Le mandarin commença par s’excuser du retard qu’il avait mis à me recevoir. « Ma visite, disait-il, l’avait fort embarrassé. Deux cents personnes s’étaient adressées à lui pour protester contre la permission qui m’avait été accordée de débarquer. Aucun étranger n’avait jamais auparavant reçu la permission de venir à Quelpaërt. Pour aucune raison, le visiteur ne pourrait se rendre à Halla-San, qui était consacrée aux dieux du peuple. Si cette défense était enfreinte, il faudrait ensuite faire des sacrifices pendant une centaine de jours pour rendre propices les esprits de la montagne, car si l’on n’agissait pas ainsi, il surviendrait de grandes calamités, les récoltes seraient perdues, etc. »
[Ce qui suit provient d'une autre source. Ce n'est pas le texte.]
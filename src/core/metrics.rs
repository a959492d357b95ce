//! Logger metrics for observability
//!
//! Counts what happened to records that passed level filtering: written, replaced by
//! the formatting fallback notice, or lost to a failing sink.

use std::sync::atomic::{AtomicU64, Ordering};

/// Metrics for logger observability
///
/// # Example
///
/// ```
/// use rust_chain_logger::LoggerMetrics;
///
/// let metrics = LoggerMetrics::new();
///
/// metrics.record_written();
/// metrics.record_format_failure();
///
/// assert_eq!(metrics.records_written(), 1);
/// assert_eq!(metrics.format_failures(), 1);
/// ```
#[derive(Debug)]
pub struct LoggerMetrics {
    /// Records formatted and written to the sink
    records_written: AtomicU64,

    /// Records whose formatter failed or panicked
    format_failures: AtomicU64,

    /// Writes rejected by the sink
    write_failures: AtomicU64,
}

impl LoggerMetrics {
    /// Create a new metrics instance with all counters at zero
    pub const fn new() -> Self {
        Self {
            records_written: AtomicU64::new(0),
            format_failures: AtomicU64::new(0),
            write_failures: AtomicU64::new(0),
        }
    }

    #[inline]
    pub fn records_written(&self) -> u64 {
        self.records_written.load(Ordering::Relaxed)
    }

    #[inline]
    pub fn format_failures(&self) -> u64 {
        self.format_failures.load(Ordering::Relaxed)
    }

    #[inline]
    pub fn write_failures(&self) -> u64 {
        self.write_failures.load(Ordering::Relaxed)
    }

    /// Record a successfully written record
    #[inline]
    pub fn record_written(&self) -> u64 {
        self.records_written.fetch_add(1, Ordering::Relaxed)
    }

    /// Record a formatter failure
    #[inline]
    pub fn record_format_failure(&self) -> u64 {
        self.format_failures.fetch_add(1, Ordering::Relaxed)
    }

    /// Record a sink write failure
    #[inline]
    pub fn record_write_failure(&self) -> u64 {
        self.write_failures.fetch_add(1, Ordering::Relaxed)
    }

    /// Share of emitted records that did not reach the sink intact, as a percentage
    ///
    /// Returns 0.0 if nothing has been emitted.
    pub fn failure_rate(&self) -> f64 {
        let failed = (self.format_failures() + self.write_failures()) as f64;
        let total = self.records_written() as f64 + failed;
        if total == 0.0 {
            0.0
        } else {
            (failed / total) * 100.0
        }
    }

    /// Reset all metrics to zero
    pub fn reset(&self) {
        self.records_written.store(0, Ordering::Relaxed);
        self.format_failures.store(0, Ordering::Relaxed);
        self.write_failures.store(0, Ordering::Relaxed);
    }
}

impl Default for LoggerMetrics {
    fn default() -> Self {
        Self::new()
    }
}

impl Clone for LoggerMetrics {
    /// Create a snapshot of the current metrics values
    fn clone(&self) -> Self {
        Self {
            records_written: AtomicU64::new(self.records_written()),
            format_failures: AtomicU64::new(self.format_failures()),
            write_failures: AtomicU64::new(self.write_failures()),
        }
    }
}
//! In-memory shared buffer sink

use crate::core::{LogRecord, Result};
use parking_lot::Mutex;
use std::io::{self, Write};
use std::sync::Arc;

#[derive(Debug, Default)]
struct BufferState {
    bytes: Vec<u8>,
    writes: usize,
}

/// Cloneable in-memory sink
///
/// Clones share one buffer, so a clone can be handed to a logger while the original is
/// kept for inspection. Every `write` call is counted.
#[derive(Debug, Clone, Default)]
pub struct BufferSink {
    state: Arc<Mutex<BufferState>>,
}

impl BufferSink {
    #[must_use]
    pub fn new() -> Self {
        Self::default()
    }

    /// Everything written so far, lossily decoded as UTF-8
    pub fn contents(&self) -> String {
        String::from_utf8_lossy(&self.state.lock().bytes).into_owned()
    }

    /// Newline-terminated lines written so far
    pub fn lines(&self) -> Vec<String> {
        self.contents().lines().map(str::to_string).collect()
    }

    /// Parse every line as a JSON record
    pub fn records(&self) -> Result<Vec<LogRecord>> {
        self.lines()
            .iter()
            .map(|line| LogRecord::from_json(line).map_err(Into::into))
            .collect()
    }

    /// Number of `write` calls received
    pub fn write_count(&self) -> usize {
        self.state.lock().writes
    }

    pub fn is_empty(&self) -> bool {
        self.state.lock().bytes.is_empty()
    }

    pub fn clear(&self) {
        let mut state = self.state.lock();
        state.bytes.clear();
        state.writes = 0;
    }
}

impl Write for BufferSink {
    fn write(&mut self, buf: &[u8]) -> io::Result<usize> {
        let mut state = self.state.lock();
        state.bytes.extend_from_slice(buf);
        state.writes += 1;
        Ok(buf.len())
    }

    fn flush(&mut self) -> io::Result<()> {
        Ok(())
    }
}

#[cfg(test)]
mod tests {
    use super::*;

    #[test]
    fn test_clones_share_buffer() {
        let sink = BufferSink::new();
        let mut writer = sink.clone();

        writer.write_all(b"first\n").unwrap();
        writer.write_all(b"second\n").unwrap();

        assert_eq!(sink.lines(), vec!["first", "second"]);
        assert_eq!(sink.write_count(), 2);
    }

    #[test]
    fn test_clear() {
        let sink = BufferSink::new();
        sink.clone().write_all(b"x").unwrap();
        sink.clear();

        assert!(sink.is_empty());
        assert_eq!(sink.write_count(), 0);
    }

    #[test]
    fn test_records_rejects_non_json() {
        let sink = BufferSink::new();
        sink.clone().write_all(b"not json\n").unwrap();
        assert!(sink.records().is_err());
    }
}
//! Custom formatter example
//!
//! Demonstrates the built-in formatters, configuration from JSON and a
//! closure used as a formatter.
//!
//! Run with: cargo run --example custom_formatter

use rust_chain_logger::prelude::*;
use std::io;

fn main() -> Result<()> {
    println!("=== Rust Chain Logger - Custom Formatter Example ===\n");

    println!("1. logfmt:");
    let logfmt = Logger::with_formatter(io::stdout(), LogfmtFormatter::new(), "INFO");
    logfmt.with_field("port", 8080).info("listening");

    println!("\n2. Text with colors:");
    let text = Logger::with_formatter(
        io::stdout(),
        TextFormatter::new()
            .with_colors(true)
            .with_timestamp_format(TimestampFormat::Rfc3339),
        "INFO",
    );
    text.with_field("port", 8080).warn("listening on a privileged port");

    println!("\n3. Pretty JSON from a configuration document:");
    let config = LoggerConfig::from_json(r#"{"level": "debug", "pretty": true}"#)?;
    let pretty = Logger::from_config(&config, io::stdout())?;
    pretty.with_field("tags", vec!["a", "b"]).debug("configured");

    println!("\n4. A closure as formatter:");
    let compact = Logger::with_formatter(
        io::stdout(),
        |record: &LogRecord| -> Result<String> {
            Ok(format!(
                "{} {}:{} {}",
                record.level, record.file, record.line, record.message
            ))
        },
        "INFO",
    );
    compact.info("one line, no JSON");

    println!("\n5. A failing formatter writes a fixed notice instead:");
    let failing = Logger::with_formatter(
        io::stdout(),
        |_: &LogRecord| -> Result<String> { Err(LoggerError::formatter("demo", "refused")) },
        "INFO",
    );
    failing.error("never rendered");
    println!();
    println!("   format failures: {}", failing.metrics().format_failures());

    println!("\n=== Example completed successfully! ===");

    Ok(())
}
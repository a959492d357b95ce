//! Formatter implementations

pub mod json;
pub mod logfmt;
pub mod text;

pub use json::JsonFormatter;
pub use logfmt::LogfmtFormatter;
pub use text::TextFormatter;

// Re-export the trait for convenience
pub use crate::core::Formatter;
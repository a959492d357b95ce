//! Sink helpers
//!
//! Any `std::io::Write + Send` value is a sink (`std::io::stdout()`, a `File`, a
//! socket). This module adds sinks the standard library does not provide.

pub mod buffer;

pub use buffer::BufferSink;
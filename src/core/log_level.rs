//! Log level definitions

use serde::{Deserialize, Serialize};
use std::fmt;
use std::str::FromStr;

/// Severity of a record, ordered `Debug < Info < Warn < Error`.
#[derive(Debug, Clone, Copy, PartialEq, Eq, PartialOrd, Ord, Hash, Serialize, Deserialize)]
#[derive(Default)]
#[serde(rename_all = "UPPERCASE")]
pub enum LogLevel {
    Debug = 0,
    #[default]
    Info = 1,
    Warn = 2,
    Error = 3,
}

impl LogLevel {
    /// All levels in ascending severity.
    pub const ALL: [LogLevel; 4] = [LogLevel::Debug, LogLevel::Info, LogLevel::Warn, LogLevel::Error];

    pub fn to_str(&self) -> &'static str {
        match self {
            LogLevel::Debug => "DEBUG",
            LogLevel::Info => "INFO",
            LogLevel::Warn => "WARN",
            LogLevel::Error => "ERROR",
        }
    }

    /// Parse a configured minimum level, falling back to `Info` for anything unrecognized.
    #[must_use]
    pub fn parse_or_default(s: &str) -> Self {
        s.parse().unwrap_or_default()
    }

    #[cfg(feature = "console")]
    pub fn color_code(&self) -> colored::Color {
        use colored::Color::*;
        match self {
            LogLevel::Debug => Blue,
            LogLevel::Info => Green,
            LogLevel::Warn => Yellow,
            LogLevel::Error => Red,
        }
    }
}

impl fmt::Display for LogLevel {
    fn fmt(&self, f: &mut fmt::Formatter<'_>) -> fmt::Result {
        write!(f, "{}", self.to_str())
    }
}

impl FromStr for LogLevel {
    type Err = String;

    fn from_str(s: &str) -> Result<Self, Self::Err> {
        match s.trim().to_uppercase().as_str() {
            "DEBUG" => Ok(LogLevel::Debug),
            "INFO" => Ok(LogLevel::Info),
            "WARN" | "WARNING" => Ok(LogLevel::Warn),
            "ERROR" => Ok(LogLevel::Error),
            _ => Err(format!("Invalid log level: '{}'", s)),
        }
    }
}

#[cfg(test)]
mod tests {
    use super::*;

    #[test]
    fn test_ordering() {
        assert!(LogLevel::Debug < LogLevel::Info);
        assert!(LogLevel::Info < LogLevel::Warn);
        assert!(LogLevel::Warn < LogLevel::Error);
    }

    #[test]
    fn test_parse() {
        assert_eq!("DEBUG".parse::<LogLevel>(), Ok(LogLevel::Debug));
        assert_eq!("warn".parse::<LogLevel>(), Ok(LogLevel::Warn));
        assert_eq!("Warning".parse::<LogLevel>(), Ok(LogLevel::Warn));
        assert!("TRACE".parse::<LogLevel>().is_err());
    }

    #[test]
    fn test_parse_or_default() {
        assert_eq!(LogLevel::parse_or_default("ERROR"), LogLevel::Error);
        assert_eq!(LogLevel::parse_or_default("verbose"), LogLevel::Info);
        assert_eq!(LogLevel::parse_or_default(""), LogLevel::Info);
    }

    #[test]
    fn test_serde_uses_uppercase_names() {
        assert_eq!(serde_json::to_string(&LogLevel::Warn).unwrap(), "\"WARN\"");
        let level: LogLevel = serde_json::from_str("\"DEBUG\"").unwrap();
        assert_eq!(level, LogLevel::Debug);
    }
}
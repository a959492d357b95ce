//! Logfmt formatter (key=value pairs)

use crate::core::{FieldValue, Formatter, LogRecord, LoggerError, Result, TimestampFormat};

/// Renders records as `key=value` pairs, compatible with log aggregation tools
///
/// Example: `timestamp=2025-01-08T10:30:45.123Z level=INFO package=my_app function=main file=main.rs line=3 message="started" port=8080`
///
/// Field keys are reduced to alphanumerics, `_` and `-`; a key with nothing left after
/// that is a formatting error.
#[derive(Debug, Clone, Default, PartialEq, Eq)]
pub struct LogfmtFormatter {
    timestamp_format: TimestampFormat,
}

impl LogfmtFormatter {
    #[must_use]
    pub fn new() -> Self {
        Self::default()
    }

    #[must_use]
    pub fn with_timestamp_format(mut self, format: TimestampFormat) -> Self {
        self.timestamp_format = format;
        self
    }

    /// Escape a logfmt key (remove spaces and special chars)
    fn escape_key(key: &str) -> Result<String> {
        let escaped: String = key
            .chars()
            .filter(|c| c.is_alphanumeric() || *c == '_' || *c == '-')
            .collect();
        if escaped.is_empty() {
            return Err(LoggerError::formatter(
                "logfmt",
                format!("field key '{}' has no usable characters", key),
            ));
        }
        Ok(escaped)
    }

    /// Escape a logfmt value (quote if contains spaces)
    fn escape_value(value: &str) -> String {
        if value.is_empty() || value.contains([' ', '"', '=']) {
            Self::quote_value(value)
        } else {
            value.to_string()
        }
    }

    fn quote_value(value: &str) -> String {
        format!(
            "\"{}\"",
            value
                .replace('\\', "\\\\")
                .replace('"', "\\\"")
                .replace('\n', "\\n")
        )
    }

    fn field_value(value: &FieldValue) -> String {
        match value {
            FieldValue::String(s) => Self::quote_value(s),
            FieldValue::List(_) | FieldValue::Map(_) => Self::quote_value(&value.to_string()),
            other => other.to_string(),
        }
    }
}

impl Formatter for LogfmtFormatter {
    fn format(&self, record: &LogRecord) -> Result<String> {
        let mut parts = vec![
            format!(
                "timestamp={}",
                Self::escape_value(&self.timestamp_format.format(&record.timestamp))
            ),
            format!("level={}", record.level),
            format!("package={}", Self::escape_value(&record.package)),
            format!("function={}", Self::escape_value(&record.function)),
            format!("file={}", Self::escape_value(&record.file)),
            format!("line={}", record.line),
            format!("message={}", Self::quote_value(&record.message)),
        ];

        if let Some(ref error) = record.error {
            parts.push(format!("error={}", Self::quote_value(error)));
        }
        if let Some(ref location) = record.error_location {
            parts.push(format!(
                "error_location={}",
                Self::escape_value(&format!(
                    "{}::{}@{}:{}",
                    location.package, location.function, location.file, location.line
                ))
            ));
        }

        for (key, value) in record.fields.sorted() {
            parts.push(format!("{}={}", Self::escape_key(key)?, Self::field_value(value)));
        }

        Ok(parts.join(" "))
    }

    fn name(&self) -> &str {
        "logfmt"
    }
}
Il n’y avait d’autre chose à faire que de se soumettre à ces conditions. Un repas fut apporté ; il se composait de biches de mer, d’algues marines frites, de poisson, de miel et de vin. Mon domestique et le matelot japonais étaient assis à quelque distance, très effrayés, car ils ne pouvaient comprendre le sens de l’entrevue et craignaient qu’il ne résultât de tout cela quelque chose de terrible pour eux. Du reste, on ne saurait guère les blâmer de leurs craintes, parce qu’ils entendaient les menaces violentes qu’on proférait autour d’eux. Enfin, cette longue audience se termina. Le gouverneur envoya son maître de cérémonies pour m’escorter jusqu’à la maison qu’il m’avait réservée. Il me pria d’excuser la pauvreté de ce logis, et il eut raison. Déjà, le matin, on m’avait donné à monter un poney sauvage qui n’avait jamais été dressé (avec l’intention, je crois, de me faire casser le cou), et maintenant j’allais habiter une cabane empoisonnée par les miasmes les plus épouvantables. Kim et le cuisinier étaient ravis, car ils pensaient que le maître ne voudrait pas rester dans un tel endroit et qu’on partirait bientôt. Ils n’avaient pas tort, car je me proposais de partir le plus tôt possible avec les notes et observations que je comptais prendre, et de quitter tout de suite Tchou-Song. J’envoyai Kim, après le déjeuner, chez le gouverneur, pour lui demander de m’envoyer une garde destinée à m’accompagner, dans la matinée, à travers les rues de la ville, que je voulais photographier.